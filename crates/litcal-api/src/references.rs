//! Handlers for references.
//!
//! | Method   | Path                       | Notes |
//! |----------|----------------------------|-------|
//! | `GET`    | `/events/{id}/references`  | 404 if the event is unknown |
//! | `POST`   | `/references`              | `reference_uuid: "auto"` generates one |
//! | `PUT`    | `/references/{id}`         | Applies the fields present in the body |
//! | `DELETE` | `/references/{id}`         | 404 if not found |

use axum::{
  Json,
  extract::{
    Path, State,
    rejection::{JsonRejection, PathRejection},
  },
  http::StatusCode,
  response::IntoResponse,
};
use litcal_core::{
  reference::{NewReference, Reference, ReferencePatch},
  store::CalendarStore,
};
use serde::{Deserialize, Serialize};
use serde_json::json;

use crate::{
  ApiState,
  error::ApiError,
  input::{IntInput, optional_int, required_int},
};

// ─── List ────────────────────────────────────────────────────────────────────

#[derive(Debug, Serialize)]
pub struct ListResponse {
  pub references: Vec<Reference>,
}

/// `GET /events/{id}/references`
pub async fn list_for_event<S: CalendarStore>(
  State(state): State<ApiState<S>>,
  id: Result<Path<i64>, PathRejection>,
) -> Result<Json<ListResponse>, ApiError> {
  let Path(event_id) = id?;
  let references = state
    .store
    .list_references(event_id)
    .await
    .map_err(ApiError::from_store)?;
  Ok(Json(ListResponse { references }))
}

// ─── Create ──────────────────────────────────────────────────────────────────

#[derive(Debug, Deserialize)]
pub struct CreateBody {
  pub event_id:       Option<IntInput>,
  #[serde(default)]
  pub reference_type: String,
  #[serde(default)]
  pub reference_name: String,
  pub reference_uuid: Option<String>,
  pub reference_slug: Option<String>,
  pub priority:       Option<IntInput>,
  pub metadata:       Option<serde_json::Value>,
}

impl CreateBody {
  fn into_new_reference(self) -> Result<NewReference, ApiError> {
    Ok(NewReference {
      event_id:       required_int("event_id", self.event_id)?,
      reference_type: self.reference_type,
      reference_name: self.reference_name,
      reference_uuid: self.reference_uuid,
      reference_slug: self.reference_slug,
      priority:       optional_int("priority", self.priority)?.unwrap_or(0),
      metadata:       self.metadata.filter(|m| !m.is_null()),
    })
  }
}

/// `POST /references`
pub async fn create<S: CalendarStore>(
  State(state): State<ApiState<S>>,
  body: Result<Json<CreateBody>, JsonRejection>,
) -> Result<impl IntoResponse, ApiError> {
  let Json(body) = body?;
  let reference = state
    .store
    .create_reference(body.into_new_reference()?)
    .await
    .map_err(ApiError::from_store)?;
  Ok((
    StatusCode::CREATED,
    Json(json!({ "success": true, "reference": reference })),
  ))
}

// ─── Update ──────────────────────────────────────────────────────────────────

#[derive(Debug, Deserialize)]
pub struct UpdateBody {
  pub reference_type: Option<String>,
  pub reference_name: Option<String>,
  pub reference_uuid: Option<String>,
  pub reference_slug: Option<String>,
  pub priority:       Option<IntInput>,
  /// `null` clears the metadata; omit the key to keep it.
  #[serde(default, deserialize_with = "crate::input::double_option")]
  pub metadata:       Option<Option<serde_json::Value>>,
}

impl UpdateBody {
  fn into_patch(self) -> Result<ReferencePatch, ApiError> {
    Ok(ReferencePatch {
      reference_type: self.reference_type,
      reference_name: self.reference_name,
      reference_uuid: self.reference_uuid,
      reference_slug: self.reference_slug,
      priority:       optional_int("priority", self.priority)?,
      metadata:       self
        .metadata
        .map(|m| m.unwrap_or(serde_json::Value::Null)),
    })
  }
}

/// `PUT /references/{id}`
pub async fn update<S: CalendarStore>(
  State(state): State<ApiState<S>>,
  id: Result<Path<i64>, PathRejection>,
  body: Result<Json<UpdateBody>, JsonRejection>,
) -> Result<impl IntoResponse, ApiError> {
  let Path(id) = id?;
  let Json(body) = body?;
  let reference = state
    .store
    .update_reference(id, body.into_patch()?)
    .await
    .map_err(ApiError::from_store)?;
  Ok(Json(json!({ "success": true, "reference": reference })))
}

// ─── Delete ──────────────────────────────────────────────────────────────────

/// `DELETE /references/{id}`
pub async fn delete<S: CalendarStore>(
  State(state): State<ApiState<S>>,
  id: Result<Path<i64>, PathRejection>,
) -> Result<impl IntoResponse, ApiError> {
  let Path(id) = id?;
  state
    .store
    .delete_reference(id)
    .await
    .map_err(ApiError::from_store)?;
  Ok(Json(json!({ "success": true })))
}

--

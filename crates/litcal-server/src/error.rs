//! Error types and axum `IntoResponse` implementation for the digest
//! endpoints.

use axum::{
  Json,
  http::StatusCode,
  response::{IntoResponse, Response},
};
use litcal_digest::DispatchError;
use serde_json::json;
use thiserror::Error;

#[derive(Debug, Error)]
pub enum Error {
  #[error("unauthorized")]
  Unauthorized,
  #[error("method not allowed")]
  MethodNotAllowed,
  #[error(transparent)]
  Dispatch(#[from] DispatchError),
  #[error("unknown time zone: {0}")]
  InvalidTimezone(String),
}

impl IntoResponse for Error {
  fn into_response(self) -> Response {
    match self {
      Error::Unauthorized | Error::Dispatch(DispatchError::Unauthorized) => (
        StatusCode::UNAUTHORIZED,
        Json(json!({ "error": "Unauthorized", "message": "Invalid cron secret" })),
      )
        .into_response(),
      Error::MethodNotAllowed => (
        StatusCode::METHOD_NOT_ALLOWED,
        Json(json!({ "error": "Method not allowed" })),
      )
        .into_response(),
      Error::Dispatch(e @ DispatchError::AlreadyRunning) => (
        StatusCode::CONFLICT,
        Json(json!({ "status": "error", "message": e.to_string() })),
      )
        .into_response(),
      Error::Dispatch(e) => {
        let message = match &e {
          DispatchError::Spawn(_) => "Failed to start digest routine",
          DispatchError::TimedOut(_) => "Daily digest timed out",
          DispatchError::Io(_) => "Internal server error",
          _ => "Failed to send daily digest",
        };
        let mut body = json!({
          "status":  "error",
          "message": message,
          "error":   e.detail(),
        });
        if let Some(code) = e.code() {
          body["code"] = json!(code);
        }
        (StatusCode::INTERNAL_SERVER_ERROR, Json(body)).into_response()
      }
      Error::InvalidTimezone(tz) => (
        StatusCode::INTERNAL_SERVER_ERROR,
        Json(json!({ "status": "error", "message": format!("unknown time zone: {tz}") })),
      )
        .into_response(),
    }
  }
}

▸ **WHAT IS BEING ASKED**: In the data above, start at the line that has "filename crates/litcal-api/src/references.rs", stop after the line that has "is unknown |", and print every line in between exactly as it stands.

▸ **TASK OUTPUT**:
filename crates/litcal-api/src/references.rs
//! Handlers for references.
//!
//! | Method   | Path                       | Notes |
//! |----------|----------------------------|-------|
//! | `GET`    | `/events/{id}/references`  | 404 if the event is unknown |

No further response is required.